Does the column overload amount differ for different types of columns? I am currently experiencing an issue of a rise in baseline until the peak elutes off, and then the basline goes back to normal. Any ideas why?

I do not understand your baseline description but I can answer your first question. Yes, different stationary phases have different mass loading capacities. It's very difficult to say that brand X has higher loading than brand Y. Surface area is one criteria, but is not the only one. Plus you can load more analyte if the analyte is not charged.

What is your analyte, what is your pH and what is your column?

Why does the basline rise after injection of sample and then go back to normal? .. (I hope I understand your question as you want to say.) .. For my idea, it is because, in sample you are going to injcet, there are some impurities or other substances or solvent in sample itself that differ from mobile phase (may be same type of solvent but different in concentration). These substances or solvent are not absorbed with stationary phase so they come along with mobile phase and diffuse in mobile phase. And also, These substances do not highly absorb UV light or highly response to detector you use, so they do not give as peaks but only rising baseline. After all injected sample is eluated the baseline back to normal. ... Hoping you understand what I want to describe.

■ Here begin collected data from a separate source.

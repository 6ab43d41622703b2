use std::collections::HashMap;
use std::ops::AddAssign;

/// Per-key accumulator that remembers first-insertion order.
///
/// Totals are summed in that order, so float results do not depend on hashing.
#[derive(Debug, Clone, Default, PartialEq)]
pub struct Tally<V> {
    entries: Vec<(i64, V)>,
    index: HashMap<i64, usize>,
}

impl<V: Copy + Default + AddAssign> Tally<V> {
    pub fn new() -> Self {
        Self {
            entries: Vec::new(),
            index: HashMap::new(),
        }
    }

    /// Adds `value` to the running total for `key`.
    /// ```
    /// let mut tally = dropchance::math::Tally::new();
    /// tally.add(7, 2);
    /// tally.add(3, 1);
    /// tally.add(7, 5);
    /// assert_eq!(tally.get(7), Some(7));
    /// assert_eq!(tally.keys().collect::<Vec<_>>(), vec![7, 3]);
    /// ```
    pub fn add(&mut self, key: i64, value: V) {
        match self.index.get(&key) {
            Some(&position) => self.entries[position].1 += value,
            None => {
                self.index.insert(key, self.entries.len());
                self.entries.push((key, value));
            }
        }
    }

    pub fn get(&self, key: i64) -> Option<V> {
        self.index.get(&key).map(|&position| self.entries[position].1)
    }

    pub fn keys(&self) -> impl Iterator<Item = i64> + '_ {
        self.entries.iter().map(|(key, _)| *key)
    }

    pub fn iter(&self) -> impl Iterator<Item = (i64, V)> + '_ {
        self.entries.iter().copied()
    }

    pub fn len(&self) -> usize {
        self.entries.len()
    }

    pub fn is_empty(&self) -> bool {
        self.entries.is_empty()
    }

    pub fn total(&self) -> V {
        self.entries.iter().fold(V::default(), |mut total, (_, value)| {
            total += *value;
            total
        })
    }

    fn map_values(&self, f: impl Fn(V) -> V) -> Self {
        Self {
            entries: self
                .entries
                .iter()
                .map(|&(key, value)| (key, f(value)))
                .collect(),
            index: self.index.clone(),
        }
    }
}

impl Tally<i64> {
    /// Adds `value` to the total for `key`, or returns `None` if the total would overflow.
    /// ```
    /// let mut tally: dropchance::math::Tally<i64> = dropchance::math::Tally::new();
    /// assert_eq!(tally.checked_add(1, i64::MAX), Some(i64::MAX));
    /// assert_eq!(tally.checked_add(1, 1), None);
    /// assert_eq!(tally.get(1), Some(i64::MAX));
    /// ```
    pub fn checked_add(&mut self, key: i64, value: i64) -> Option<i64> {
        match self.index.get(&key) {
            Some(&position) => {
                let total = self.entries[position].1.checked_add(value)?;
                self.entries[position].1 = total;
                Some(total)
            }
            None => {
                self.add(key, value);
                Some(value)
            }
        }
    }
}

/// Sums weights per id. Without weights every occurrence counts once.
/// Ids past the end of `weights` are not counted at all.
/// A non-positive total resets every id to an equal weight of 1.0.
/// ```
/// let tally = dropchance::math::aggregate_weights(&[1, 2, 1], None);
/// assert_eq!(tally.get(1), Some(2.0));
/// assert_eq!(tally.get(2), Some(1.0));
///
/// let tally = dropchance::math::aggregate_weights(&[1, 2, 3], Some(&[5.0, 3.0]));
/// assert_eq!(tally.get(2), Some(3.0));
/// assert_eq!(tally.get(3), None);
///
/// let tally = dropchance::math::aggregate_weights(&[4, 5], Some(&[0.0, 0.0]));
/// assert_eq!(tally.total(), 2.0);
/// ```
pub fn aggregate_weights(ids: &[i64], weights: Option<&[f64]>) -> Tally<f64> {
    let mut per_item = Tally::new();

    match weights {
        None => ids.iter().for_each(|&id| per_item.add(id, 1.0)),
        Some(weights) => ids
            .iter()
            .zip(weights)
            .for_each(|(&id, &weight)| per_item.add(id, weight)),
    }

    if per_item.total() <= 0.0 && !per_item.is_empty() {
        per_item = per_item.map_values(|_| 1.0);
    }

    per_item
}

/// Scales values so they sum to one, falling back to an even split.
/// ```
/// let mut tally = dropchance::math::Tally::new();
/// tally.add(1, 3.0);
/// tally.add(2, 1.0);
/// let probs = dropchance::math::normalise(&tally);
/// assert_eq!(probs.get(1), Some(0.75));
/// assert_eq!(probs.get(2), Some(0.25));
///
/// let mut zeros = dropchance::math::Tally::new();
/// zeros.add(1, 0.0);
/// zeros.add(2, 0.0);
/// assert_eq!(dropchance::math::normalise(&zeros).get(2), Some(0.5));
/// ```
pub fn normalise(values: &Tally<f64>) -> Tally<f64> {
    let total = values.total();
    if total <= 0.0 {
        if values.is_empty() {
            return Tally::new();
        }
        let equal = 1.0 / values.len() as f64;
        return values.map_values(|_| equal);
    }
    values.map_values(|value| value / total)
}

/// Chance of seeing an item at least once across `rolls` draws of a pool,
/// scaled by the chance that the pool is triggered at all.
/// ```
/// let p = dropchance::math::per_run_probability(1.0, 0.5, 2);
/// assert_eq!(p, 0.75);
///
/// let p = dropchance::math::per_run_probability(0.5, 0.25, 1);
/// assert_eq!(p, 0.125);
///
/// let p = dropchance::math::per_run_probability(1.0, 0.3, 0);
/// assert_eq!(p, 0.0);
/// ```
#[inline]
pub fn per_run_probability(trigger: f64, in_pool: f64, rolls: i64) -> f64 {
    trigger * (1.0 - (1.0 - in_pool).powf(rolls as f64))
}
pub mod databases;
pub mod models;
pub mod repositories;
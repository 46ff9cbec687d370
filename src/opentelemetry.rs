use crate::config::{LoggingConfig, ServiceConfig};

use opentelemetry::trace::{TraceError, TracerProvider};
use opentelemetry::{KeyValue, global};
use opentelemetry_sdk::{
    Resource, error::OTelSdkError, propagation::TraceContextPropagator, trace::SdkTracerProvider,
};
use opentelemetry_semantic_conventions::resource;
use thiserror::Error;
use tracing::subscriber::SetGlobalDefaultError;
use tracing_bunyan_formatter::{BunyanFormattingLayer, JsonStorageLayer};
use tracing_subscriber::{EnvFilter, Registry, filter::LevelFilter, layer::SubscriberExt};

#[derive(Error, Debug)]
pub enum OTelError {
    #[error(transparent)]
    Subscriber(#[from] SetGlobalDefaultError),
    #[error(transparent)]
    OTelSdk(#[from] OTelSdkError),
    #[error(transparent)]
    Trace(#[from] TraceError),
}

/// Installs the global subscriber: bunyan JSON on stdout, plus OTLP span export
/// when `logging.otlp` is set. The returned provider must be passed to [`shutdown`].
pub fn configure(
    service_config: &ServiceConfig,
    logging_config: &LoggingConfig,
) -> Result<Option<SdkTracerProvider>, OTelError> {
    global::set_text_map_propagator(TraceContextPropagator::new());

    let provider = if logging_config.otlp {
        Some(tracer_provider(service_config)?)
    } else {
        None
    };

    let telemetry = provider.as_ref().map(|provider| {
        tracing_opentelemetry::layer().with_tracer(provider.tracer(service_config.name.to_owned()))
    });

    let env_filter = EnvFilter::new(logging_level(&logging_config.level));

    let formatting_layer =
        BunyanFormattingLayer::new(service_config.name.to_owned(), std::io::stdout);

    let subscriber = Registry::default()
        .with(env_filter)
        .with(telemetry)
        .with(JsonStorageLayer)
        .with(formatting_layer);

    tracing::subscriber::set_global_default(subscriber)?;

    Ok(provider)
}

fn tracer_provider(service_config: &ServiceConfig) -> Result<SdkTracerProvider, OTelError> {
    let otlp_exporter = opentelemetry_otlp::SpanExporter::builder()
        .with_tonic()
        .build()?;

    let resource = Resource::builder()
        .with_attribute(KeyValue::new(
            resource::SERVICE_NAME,
            service_config.name.to_owned(),
        ))
        .build();

    Ok(SdkTracerProvider::builder()
        .with_batch_exporter(otlp_exporter)
        .with_resource(resource)
        .build())
}

pub fn shutdown(provider: Option<SdkTracerProvider>) -> Result<(), OTelError> {
    match provider {
        Some(provider) => Ok(provider.shutdown()?),
        None => Ok(()),
    }
}

fn logging_level(level: &str) -> String {
    let filter = match level {
        "off" => LevelFilter::OFF,
        "debug" => LevelFilter::DEBUG,
        "trace" => LevelFilter::TRACE,
        "info" => LevelFilter::INFO,
        "warn" => LevelFilter::WARN,
        "error" => LevelFilter::ERROR,
        _ => LevelFilter::ERROR,
    };

    filter.to_string()
}
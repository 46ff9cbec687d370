use chrono::NaiveDate;
use serde::{Deserialize, Serialize};
use surrealdb::sql::{Id, Thing};

use crate::domain::models::account::{Account, AccountFields};
use crate::domain::repositories::repository::RepositoryError;

#[derive(Debug, Deserialize)]
pub struct SurrealAccount {
    id: Thing,
    name: String,
    email: String,
    address: String,
    phone_number: String,
    date_joined: NaiveDate,
}

#[derive(Serialize)]
pub struct SurrealAccountContent {
    name: String,
    email: String,
    address: String,
    phone_number: String,
    date_joined: NaiveDate,
}

impl From<AccountFields> for SurrealAccountContent {
    fn from(acc: AccountFields) -> Self {
        SurrealAccountContent {
            name: acc.name,
            email: acc.email,
            address: acc.address,
            phone_number: acc.phone_number,
            date_joined: acc.date_joined,
        }
    }
}

impl TryFrom<SurrealAccount> for Account {
    type Error = RepositoryError;

    fn try_from(acc: SurrealAccount) -> Result<Self, Self::Error> {
        let id = match acc.id.id {
            Id::Number(id) => id,
            _ => return Err(RepositoryError::InvalidKey(acc.id.to_string())),
        };

        Ok(Account {
            id,
            name: acc.name,
            email: acc.email,
            address: acc.address,
            phone_number: acc.phone_number,
            date_joined: acc.date_joined,
        })
    }
}
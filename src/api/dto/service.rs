use serde::Serialize;
use utoipa::ToSchema;

#[derive(Debug, Serialize, ToSchema)]
pub struct ServiceInfoDTO {
    #[schema(examples("Account REST API Service"))]
    pub name: String,
    #[schema(examples("1.0"))]
    pub version: String,
}

#[derive(Debug, Serialize, ToSchema)]
pub struct HealthDTO {
    #[schema(examples("OK"))]
    pub status: String,
}
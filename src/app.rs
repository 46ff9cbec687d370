use actix_web::{
    App, HttpMessage, HttpRequest,
    body::MessageBody,
    dev::{ServiceFactory, ServiceRequest, ServiceResponse},
    error::PathError,
    http::header,
    middleware::{Next, from_fn},
    web,
};

use tracing_actix_web::{RequestId, TracingLogger};

use actix_cors::Cors;

use utoipa::openapi::{OpenApi, Server};
use utoipa_actix_web::AppExt;
use utoipa_swagger_ui::SwaggerUi;

use crate::api;
use crate::api::error::not_found;
use crate::container::Container;
use crate::domain::error::{AppError, message};

use std::sync::Arc;

pub fn create(
    container: Arc<Container>,
) -> App<
    impl ServiceFactory<
        ServiceRequest,
        Response = ServiceResponse<impl MessageBody>,
        Config = (),
        InitError = (),
        Error = actix_web::Error,
    >,
> {
    App::new()
        .into_utoipa_app()
        .openapi(docs())
        .configure(api::routes)
        .openapi_service(|api| {
            SwaggerUi::new("/swagger-ui/{_:.*}").url("/api-docs/openapi.json", api)
        })
        .into_app()
        .app_data(web::PathConfig::default().error_handler(path_error))
        .app_data(web::Data::new(container.account_service.clone()))
        .default_service(web::to(not_found))
        .wrap(TracingLogger::default())
        .wrap(cors())
        .wrap(from_fn(request_headers))
}

fn cors() -> Cors {
    Cors::default()
        .allowed_origin("http://localhost:8080")
        .allowed_methods(vec!["GET", "POST", "PUT", "DELETE"])
        .allowed_headers(&[header::ACCEPT, header::CONTENT_TYPE])
        .block_on_origin_mismatch(false)
        .max_age(3600)
}

async fn request_headers(
    req: ServiceRequest,
    svc: Next<impl MessageBody>,
) -> Result<ServiceResponse<impl MessageBody>, actix_web::Error> {
    let mut res = svc.call(req).await?;

    // TracingLogger sits inside this middleware, so the id is only there afterwards.
    let request_id = res.request().extensions().get::<RequestId>().copied();

    if let Some(request_id) = request_id {
        if let Ok(value) = header::HeaderValue::from_str(&request_id.to_string()) {
            res.headers_mut()
                .insert(header::HeaderName::from_static("x-request-id"), value);
        }
    }
    Ok(res)
}

fn path_error(err: PathError, _: &HttpRequest) -> actix_web::Error {
    tracing::debug!(error = %err, "unmatched path parameter");
    AppError::NotFound(message::NOT_FOUND).into()
}

pub fn docs() -> OpenApi {
    let mut openapi = OpenApi::default();

    openapi.info.title = String::from("Account REST API Service");
    openapi.info.description = Some(String::from("CRUD API for Account records"));
    openapi.info.version = String::from(env!("CARGO_PKG_VERSION"));

    openapi.servers = Some(servers());

    openapi
}

fn servers() -> Vec<Server> {
    vec![server("http://localhost:8080", "Localhost")]
}

fn server(url: &str, description: &str) -> Server {
    Server::builder()
        .description(Some(description.to_owned()))
        .url(url.to_owned())
        .build()
}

In chromatography, overloading can result in a "fronting" peak such as the one you describe above, broadening in a symmetrical fashion or a "tailing" peak where there is a sharp rise at the onset of the peak with a gradual return to baseline. Each of these phenomenon is intimately connected with the relative affinity of your analyte and the eluent component responsible for the elution. The fronting phenomenon you describe is symptomatic of an analyte which has lower affinity for the stationary phase than your eluent species. Fronting occurs because at high enough loading levels the elution speed of the analyte slows down because the high concentration of analyte in the sample zone is sufficient to permit the analyte to play a role in the elution strength of the eluent in that zone. Since the analyte is a weaker eluent than your mobile phase elution species in this example, this causes the sample band to slow down as the concentration rises. After the concentration reaches the maximum, the process reverses, resulting in a nearly vertical trailing edge. Symmetrical increases in peak width occur when the eluent species and the analyte have nearly equal partition coefficients. Tailing peaks occur when the analyte species has higher affinity than the eluent for the stationary phase.